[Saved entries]

--------------------

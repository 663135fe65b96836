// ── Per-kind listing index ──
//
// Immutable snapshot of one kind's listing, with lookups by
// (type, name) and by id. The sync context caches one per kind and drops
// it whenever that kind is written.

use std::collections::HashMap;
use std::sync::Arc;

use indexmap::IndexMap;
use serde_json::Value;
use tracing::debug;

use crate::model::{Entity, EntityId, EntityKind};

/// Namespace key: the lowercased type for kinds named per type, then the
/// name.
#[derive(Debug, Clone, PartialEq, Eq, Hash)]
struct IndexKey {
    scope: Option<String>,
    name: String,
}

pub struct EntityIndex {
    kind: EntityKind,
    /// Primary storage in listing order.
    by_key: IndexMap<IndexKey, Arc<Entity>>,
    /// Secondary index: id -> key.
    id_to_key: HashMap<EntityId, IndexKey>,
}

impl EntityIndex {
    pub fn new(kind: EntityKind) -> Self {
        Self {
            kind,
            by_key: IndexMap::new(),
            id_to_key: HashMap::new(),
        }
    }

    /// Index a raw listing. Bodies without an id or a name are skipped.
    pub fn from_listing(kind: EntityKind, listing: Vec<Value>) -> Self {
        let mut index = Self::new(kind);
        for body in listing {
            match Entity::from_body(kind, body) {
                Some(entity) => {
                    index.insert(entity);
                }
                None => debug!(%kind, "skipping listing entry without id or name"),
            }
        }
        index
    }

    /// Insert an entity. Returns `true` if its name was new in its namespace.
    pub fn insert(&mut self, entity: Entity) -> bool {
        let key = self.key(entity.entity_type.as_deref(), &entity.name);
        if let Some(old) = self.by_key.get(&key) {
            if old.id != entity.id {
                self.id_to_key.remove(&old.id);
            }
        }
        self.id_to_key.insert(entity.id.clone(), key.clone());
        self.by_key.insert(key, Arc::new(entity)).is_none()
    }

    pub fn kind(&self) -> EntityKind {
        self.kind
    }

    /// Look up by name within the type namespace.
    ///
    /// For kinds named per type, a missing `entity_type` matches the first
    /// entity with that name in listing order.
    pub fn get(&self, entity_type: Option<&str>, name: &str) -> Option<Arc<Entity>> {
        if self.kind.scoped_by_type() && entity_type.is_none() {
            return self.get_by_name(name);
        }
        let key = self.key(entity_type, name);
        self.by_key.get(&key).map(Arc::clone)
    }

    /// Look up by name alone, across every type.
    pub fn get_by_name(&self, name: &str) -> Option<Arc<Entity>> {
        self.by_key
            .values()
            .find(|e| e.name == name)
            .map(Arc::clone)
    }

    pub fn get_by_id(&self, id: &EntityId) -> Option<Arc<Entity>> {
        let key = self.id_to_key.get(id)?;
        self.by_key.get(key).map(Arc::clone)
    }

    /// Entities in listing order.
    pub fn iter(&self) -> impl Iterator<Item = &Arc<Entity>> {
        self.by_key.values()
    }

    pub fn len(&self) -> usize {
        self.by_key.len()
    }

    pub fn is_empty(&self) -> bool {
        self.by_key.is_empty()
    }

    fn key(&self, entity_type: Option<&str>, name: &str) -> IndexKey {
        IndexKey {
            scope: if self.kind.scoped_by_type() {
                entity_type.map(str::to_ascii_lowercase)
            } else {
                None
            },
            name: name.to_owned(),
        }
    }
}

--------------------

• Assignment
Which lines above include "listing"? Show each of them by copying it.

• Response
// ── Per-kind listing index ──
// Immutable snapshot of one kind's listing, with lookups by
    /// Primary storage in listing order.
    /// Index a raw listing. Bodies without an id or a name are skipped.
    pub fn from_listing(kind: EntityKind, listing: Vec<Value>) -> Self {
        for body in listing {
                None => debug!(%kind, "skipping listing entry without id or name"),
    /// entity with that name in listing order.
    /// Entities in listing order.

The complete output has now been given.